Dataset entries
use crate::{
  baseline::{Baseline, BaselinePage, BaselineQuery, NewBaseline},
  diff::{Comparison, FactSet, diff, merge_union},
  error::{Error, Result, ValidationError},
  fact::RawFact,
  inventory::{FetchError, InventoryFetcher, SystemProfileDocument},
  normalize::{DISPLAY_NAME_MAX_CHARS, normalize, normalize_facts, validate_display_name},
  store::BaselineStore,
  system::{GroupFilter, MappedSystem, MappedSystemUpdate},
};

fn store_err<E: Into<Error>>(err: E) -> Error { err.into() }

// ─── Request ids ─────────────────────────────────────────────────────────────

/// Parse a comma-separated id list such as a path segment
/// `"<uuid>,<uuid>"`. Blank entries are ignored.
pub fn parse_ids(raw: &str) -> Result<Vec<Uuid>, ValidationError> {
  let parts: Vec<&str> = raw
    .split(',')
    .map(str::trim)
    .filter(|p| !p.is_empty())
    .collect();
  parse_id_list(&parts)
}

/// Parse a list of id strings, reporting every malformed entry at once.
/// The list must be non-empty and free of duplicates.
pub fn parse_id_list<T: AsRef<str>>(raw: &[T]) -> Result<Vec<Uuid>, ValidationError> {
  let mut ids = Vec::with_capacity(raw.len());
  let mut malformed = Vec::new();
  for part in raw.iter().map(AsRef::as_ref) {
    match Uuid::try_parse(part) {
      Ok(id) => ids.push(id),
      Err(_) => malformed.push(part.to_string()),
    }
  }
  if !malformed.is_empty() {
    return Err(ValidationError::MalformedIds(malformed));
  }
  if ids.is_empty() {
    return Err(ValidationError::NoIds);
  }
  check_unique_ids(&ids)?;
  Ok(ids)
}

/// Parse a single id path segment.
pub fn parse_id(raw: &str) -> Result<Uuid, ValidationError> {
  Uuid::try_parse(raw).map_err(|_| ValidationError::MalformedIds(vec![raw.to_string()]))
}

/// Reject a request that names the same id twice.
pub fn check_unique_ids(ids: &[Uuid]) -> Result<(), ValidationError> {
  let mut seen = HashSet::new();
  let mut dupes: Vec<Uuid> = Vec::new();
  for id in ids {
    if !seen.insert(id) && !dupes.contains(id) {
      dupes.push(*id);
    }
  }
  if dupes.is_empty() {
    Ok(())
  } else {
    Err(ValidationError::DuplicateIds(dupes))
  }
}

// ─── Creation ────────────────────────────────────────────────────────────────

/// A baseline derived from system profiles, with the facts that were left
/// out because the systems disagreed on them.
#[derive(Debug, Clone, Serialize)]
pub struct ProfileBaseline {
  pub baseline:  Baseline,
  pub conflicts: Vec<String>,
}

pub async fn create_from_facts<S: BaselineStore>(
  store: &S,
  account: &str,
  display_name: &str,
  facts: Vec<RawFact>,
) -> Result<Baseline> {
  validate_display_name(display_name)?;
  ensure_name_available(store, account, display_name, None).await?;
  let baseline_facts = normalize(facts)?;

  let baseline = store
    .create_baseline(NewBaseline {
      account: account.to_string(),
      display_name: display_name.to_string(),
      baseline_facts,
    })
    .await
    .map_err(store_err)?;
  info!(account, baseline_id = %baseline.id, facts = baseline.fact_count(), "baseline created");
  Ok(baseline)
}

pub async fn create_from_system_profiles<S, I>(
  store: &S,
  inventory: &I,
  account: &str,
  display_name: &str,
  system_ids: &[Uuid],
) -> Result<ProfileBaseline>
where
  S: BaselineStore,
  I: InventoryFetcher,
{
  validate_display_name(display_name)?;
  if system_ids.is_empty() {
    return Err(ValidationError::NoIds.into());
  }
  check_unique_ids(system_ids)?;
  ensure_name_available(store, account, display_name, None).await?;

  let systems = fetch_systems(inventory, system_ids).await?;
  let labels: Vec<String> = systems.iter().map(SystemProfileDocument::label).collect();
  let facts: Vec<_> = systems.iter().map(SystemProfileDocument::facts).collect();
  let sets: Vec<FactSet<'_>> = labels
    .iter()
    .zip(&facts)
    .map(|(label, facts)| FactSet::new(label, facts))
    .collect();

  // A fact that is a value on one system and a category on another cannot
  // be merged.
  diff(&sets).ensure_comparable()?;
  let merged = merge_union(&sets);
  if !merged.conflicts.is_empty() {
    warn!(
      account,
      conflicts = ?merged.conflicts,
      "system profiles disagree; conflicting facts left out of baseline"
    );
  }
  let baseline_facts = normalize_facts(merged.facts)?;

  let baseline = store
    .create_baseline(NewBaseline {
      account: account.to_string(),
      display_name: display_name.to_string(),
      baseline_facts,
    })
    .await
    .map_err(store_err)?;
  info!(
    account,
    baseline_id = %baseline.id,
    systems = system_ids.len(),
    "baseline created from system profiles"
  );
  Ok(ProfileBaseline {
    baseline,
    conflicts: merged.conflicts,
  })
}

/// Duplicate a baseline's facts under a new id. Without an explicit name the
/// copy is called `Copy of <name>`, then `Copy of <name> (2)` and so on
/// until a free name is found.
pub async fn copy_baseline<S: BaselineStore>(
  store: &S,
  account: &str,
  id: Uuid,
  display_name: Option<&str>,
) -> Result<Baseline> {
  let source = get_baseline(store, account, id).await?;

  let display_name = match display_name {
    Some(name) => {
      validate_display_name(name)?;
      ensure_name_available(store, account, name, None).await?;
      name.to_string()
    }
    None => derive_copy_name(store, account, &source.display_name).await?,
  };

  let copy = store
    .create_baseline(NewBaseline {
      account: account.to_string(),
      display_name,
      baseline_facts: source.baseline_facts,
    })
    .await
    .map_err(store_err)?;
  info!(account, source_id = %id, baseline_id = %copy.id, "baseline copied");
  Ok(copy)
}

async fn derive_copy_name<S: BaselineStore>(
  store: &S,
  account: &str,
  source_name: &str,
) -> Result<String> {
  let base = format!("Copy of {source_name}");
  let mut n = 1;
  loop {
    let candidate = copy_name_candidate(&base, n);
    let taken = store
      .find_by_display_name(account, &candidate)
      .await
      .map_err(store_err)?;
    if taken.is_none() {
      return Ok(candidate);
    }
    n += 1;
  }
}

fn copy_name_candidate(base: &str, n: usize) -> String {
  let suffix = if n == 1 { String::new() } else { format!(" ({n})") };
  let room = DISPLAY_NAME_MAX_CHARS - suffix.chars().count();
  format!("{}{suffix}", truncate_chars(base, room).trim_end())
}

fn truncate_chars(s: &str, max: usize) -> &str {
  match s.char_indices().nth(max) {
    Some((idx, _)) => &s[..idx],
    None => s,
  }
}

// ─── Reads ───────────────────────────────────────────────────────────────────

pub async fn get_baseline<S: BaselineStore>(
  store: &S,
  account: &str,
  id: Uuid,
) -> Result<Baseline> {
  store
    .get_baseline(account, id)
    .await
    .map_err(store_err)?
    .ok_or_else(|| Error::BaselinesNotFound(vec![id]))
}

/// Fetch baselines in request order. Any missing id fails the whole request.
pub async fn get_baselines<S: BaselineStore>(
  store: &S,
  account: &str,
  ids: &[Uuid],
) -> Result<Vec<Baseline>> {
  check_unique_ids(ids)?;
  let mut found = store.get_baselines(account, ids).await.map_err(store_err)?;

  let missing: Vec<Uuid> = ids
    .iter()
    .filter(|id| !found.iter().any(|b| b.id == **id))
    .copied()
    .collect();
  if !missing.is_empty() {
    return Err(Error::BaselinesNotFound(missing));
  }

  found.sort_by_key(|b| ids.iter().position(|id| *id == b.id));
  Ok(found)
}

pub async fn list_baselines<S: BaselineStore>(
  store: &S,
  account: &str,
  query: &BaselineQuery,
) -> Result<BaselinePage> {
  debug!(account, ?query, "listing baselines");
  store.list_baselines(account, query).await.map_err(store_err)
}

// ─── Mutation ────────────────────────────────────────────────────────────────

/// Changes to apply to a baseline. `None` fields are left alone;
/// `baseline_facts` replaces the whole fact set.
#[derive(Debug, Clone, Default, Deserialize)]
pub struct BaselinePatch {
  #[serde(default)]
  pub display_name:   Option<String>,
  #[serde(default)]
  pub baseline_facts: Option<Vec<RawFact>>,
}

pub async fn patch_baseline<S: BaselineStore>(
  store: &S,
  account: &str,
  id: Uuid,
  patch: BaselinePatch,
) -> Result<Baseline> {
  let mut baseline = get_baseline(store, account, id).await?;

  if let Some(name) = patch.display_name {
    validate_display_name(&name)?;
    ensure_name_available(store, account, &name, Some(id)).await?;
    baseline.display_name = name;
  }
  if let Some(facts) = patch.baseline_facts {
    baseline.baseline_facts = normalize(facts)?;
  }
  baseline.modified_on = Utc::now();

  let updated = store
    .update_baseline(baseline)
    .await
    .map_err(store_err)?
    .ok_or_else(|| Error::BaselinesNotFound(vec![id]))?;
  info!(account, baseline_id = %id, "baseline updated");
  Ok(updated)
}

/// Delete baselines. Nothing is deleted unless every id exists.
pub async fn delete_baselines<S: BaselineStore>(
  store: &S,
  account: &str,
  ids: &[Uuid],
) -> Result<usize> {
  get_baselines(store, account, ids).await?;
  let deleted = store.delete_baselines(account, ids).await.map_err(store_err)?;
  info!(account, ?ids, deleted, "baselines deleted");
  Ok(deleted)
}

async fn ensure_name_available<S: BaselineStore>(
  store: &S,
  account: &str,
  display_name: &str,
  exclude: Option<Uuid>,
) -> Result<()> {
  let existing = store
    .find_by_display_name(account, display_name)
    .await
    .map_err(store_err)?;
  match existing {
    Some(b) if Some(b.id) != exclude => {
      Err(ValidationError::DuplicateDisplayName(display_name.to_string()).into())
    }
    _ => Ok(()),
  }
}

// ─── Comparison ──────────────────────────────────────────────────────────────

/// A compared baseline or system.
#[derive(Debug, Clone, PartialEq, Eq, Serialize)]
pub struct ComparedItem {
  pub id:    Uuid,
  /// Column label used in the comparison; unique within the report.
  pub label: String,
}

#[derive(Debug, Clone, Serialize)]
pub struct ComparisonReport {
  pub baselines:  Vec<ComparedItem>,
  pub systems:    Vec<ComparedItem>,
  pub comparison: Comparison,
}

WORK ORDER » A word-for-word copy of the lines above from the one with "baseline.baseline_facts = normalize(facts)?;" through the one with "get_baselines(store, account, ids).await?;", inclusive, is the only output wanted.

PROBLEM SOLUTION »
    baseline.baseline_facts = normalize(facts)?;
  }
  baseline.modified_on = Utc::now();

  let updated = store
    .update_baseline(baseline)
    .await
    .map_err(store_err)?
    .ok_or_else(|| Error::BaselinesNotFound(vec![id]))?;
  info!(account, baseline_id = %id, "baseline updated");
  Ok(updated)
}

/// Delete baselines. Nothing is deleted unless every id exists.
pub async fn delete_baselines<S: BaselineStore>(
  store: &S,
  account: &str,
  ids: &[Uuid],
) -> Result<usize> {
  get_baselines(store, account, ids).await?;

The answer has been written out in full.